これから生まれてくる子に、遺言で、確実に、遺産を与えることができますか。
相談者は、法律事務所を尋ね、弁護士の意見を聴きました。

回答

(認知)

胎児は、相続に関してはすでに生まれたものとみなされ、胎児に相続させる旨の遺言をすることも可能です(民法886条)。遺贈を受けることも可能です(民法965条)。
まず、胎児があなたの子どもであることを認めるために、認知届けをするか、あるいは、遺言で認知 をします。 これにより、胎児はあなたの相続人となり、遺産を相続します。

(遺贈)

認知しない場合や、不動産とか預金など特定の遺産を胎児に与えたい場合は、遺言で遺贈をします。
ただし、胎児は、出生前なので戸籍に名前を記載することはできずません。遺言書にも胎児の名前を記載して特定することはできません。そこで、遺言書中では、母親の名前を記載して胎児を特定します。
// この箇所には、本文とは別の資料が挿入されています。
#![forbid(unsafe_code)]

use crate::error::Error;
use crate::firewall::state::{FirewallState, PackageSet, decode_unblock, encode_unblock};
use crate::persistence::{Edit, KeyValueStore, PrefValue, Preferences};
use std::sync::Arc;
use tokio::sync::watch;
use tracing::{instrument, warn};

const ENABLED: &str = "firewall_enabled";
const IS_BLOCKING: &str = "firewall_is_blocking";
const REACTIVATE_AT: &str = "firewall_reactivate_at";
const BLOCKED_PACKAGES: &str = "firewall_blocked_packages";
const WHITELISTED_PACKAGES: &str = "firewall_whitelisted_packages";
const TEMPORARY_UNBLOCKS: &str = "firewall_temporary_unblocks";

/// Durable firewall state with an observable copy of the last committed value.
pub struct FirewallPreferences {
    store: Arc<dyn KeyValueStore>,
    tx: watch::Sender<FirewallState>,
}

impl FirewallPreferences {
    pub async fn open(store: Arc<dyn KeyValueStore>) -> Self {
        let (tx, _) = watch::channel(FirewallState::default());
        let prefs = Self { store, tx };
        if let Err(err) = prefs.refresh().await {
            warn!(%err, "firewall state unreadable, starting disabled");
        }
        prefs
    }

    /// The last committed state.
    pub fn current(&self) -> FirewallState {
        self.tx.borrow().clone()
    }

    pub fn subscribe(&self) -> watch::Receiver<FirewallState> {
        self.tx.subscribe()
    }

    /// Read the durable state and publish it if it differs from [`Self::current`].
    pub async fn refresh(&self) -> Result<FirewallState, Error> {
        let state = decode(&self.store.load().await?);
        self.publish(state.clone());
        Ok(state)
    }

    /// Persist every field of `state` in a single atomic edit.
    #[instrument(skip_all, fields(enabled = state.is_enabled, blocking = state.is_blocking))]
    pub async fn write(&self, state: &FirewallState) -> Result<(), Error> {
        self.store.edit(encode(state)).await?;
        self.publish(state.clone());
        Ok(())
    }

    fn publish(&self, state: FirewallState) {
        self.tx.send_if_modified(|current| {
            let changed = *current != state;
            *current = state;
            changed
        });
    }
}

fn decode(prefs: &Preferences) -> FirewallState {
    let flag = |key: &str| prefs.get(key).and_then(PrefValue::as_bool).unwrap_or(false);
    let set = |key: &str| {
        prefs
            .get(key)
            .and_then(PrefValue::as_set)
            .cloned()
            .unwrap_or_default()
    };

    let temporary_unblocks = set(TEMPORARY_UNBLOCKS)
        .iter()
        .filter_map(|entry| {
            let decoded = decode_unblock(entry);
            if decoded.is_none() {
                warn!(%entry, "ignoring malformed temporary unblock");
            }
            decoded
        })
        .collect();

    FirewallState {
        is_enabled: flag(ENABLED),
        is_blocking: flag(IS_BLOCKING),
        reactivate_at: prefs
            .get(REACTIVATE_AT)
            .and_then(PrefValue::as_long)
            .and_then(|at| u64::try_from(at).ok()),
        blocked_packages: set(BLOCKED_PACKAGES),
        whitelisted_packages: set(WHITELISTED_PACKAGES),
        temporary_unblocks,
    }
    .normalized()
}

fn encode(state: &FirewallState) -> Vec<Edit> {
    let unblocks: PackageSet = state
        .temporary_unblocks
        .iter()
        .map(|(package, expiry)| encode_unblock(package, *expiry))
        .collect();

    vec![
        Edit::put(ENABLED, PrefValue::Bool(state.is_enabled)),
        Edit::put(IS_BLOCKING, PrefValue::Bool(state.is_blocking)),
        match state.reactivate_at.and_then(|at| i64::try_from(at).ok()) {
            Some(at) => Edit::put(REACTIVATE_AT, PrefValue::Long(at)),
            None => Edit::remove(REACTIVATE_AT),
        },
        Edit::put(
            BLOCKED_PACKAGES,
            PrefValue::StringSet(state.blocked_packages.clone()),
        ),
        Edit::put(
            WHITELISTED_PACKAGES,
            PrefValue::StringSet(state.whitelisted_packages.clone()),
        ),
        Edit::put(TEMPORARY_UNBLOCKS, PrefValue::StringSet(unblocks)),
    ]
}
例えば、「後記不動産を、 ○○○○子の胎児に相続させる」と、特定して、遺言書を書きます。
死産であった場合には、この遺言は無効です(民法886条2項)が、子供が生まれた後に、死亡した場合は(子供が短い期間でも生きていた場合)、その子供の法定相続人がその遺産を相続します。この場合は、母親が子供の相続人として相続します。

法律の規定 民法 第886条〔胎児の相続権〕
@胎児は、相続については、既に生まれたものとみなす。
A前項の規定は、胎児が死体で生まれたときは、これを適用しない。